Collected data
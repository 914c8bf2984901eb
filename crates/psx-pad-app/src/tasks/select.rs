use crate::prelude::*;
use embassy_nrf::gpio::Input;

/// Cuts a transaction short the moment the console deselects us.
///
/// Runs on the high-priority executor so that it preempts the protocol
/// loop in thread mode.
#[embassy_executor::task]
pub async fn select_abort_task(
    mut select: Input<'static>,
    lines: &'static BusLines,
) {
    loop {
        select.wait_for_rising_edge().await;
        ABORT.on_select_rising(lines);
    }
}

EXERCISE GOAL -
Your job is to copy all the records exactly.

ANSWER -
repository 914c8bf2984901eb
filename crates/psx-pad-app/src/tasks/select.rs
use crate::prelude::*;
use embassy_nrf::gpio::Input;

/// Cuts a transaction short the moment the console deselects us.
///
/// Runs on the high-priority executor so that it preempts the protocol
/// loop in thread mode.
#[embassy_executor::task]
pub async fn select_abort_task(
    mut select: Input<'static>,
    lines: &'static BusLines,
) {
    loop {
        select.wait_for_rising_edge().await;
        ABORT.on_select_rising(lines);
    }
}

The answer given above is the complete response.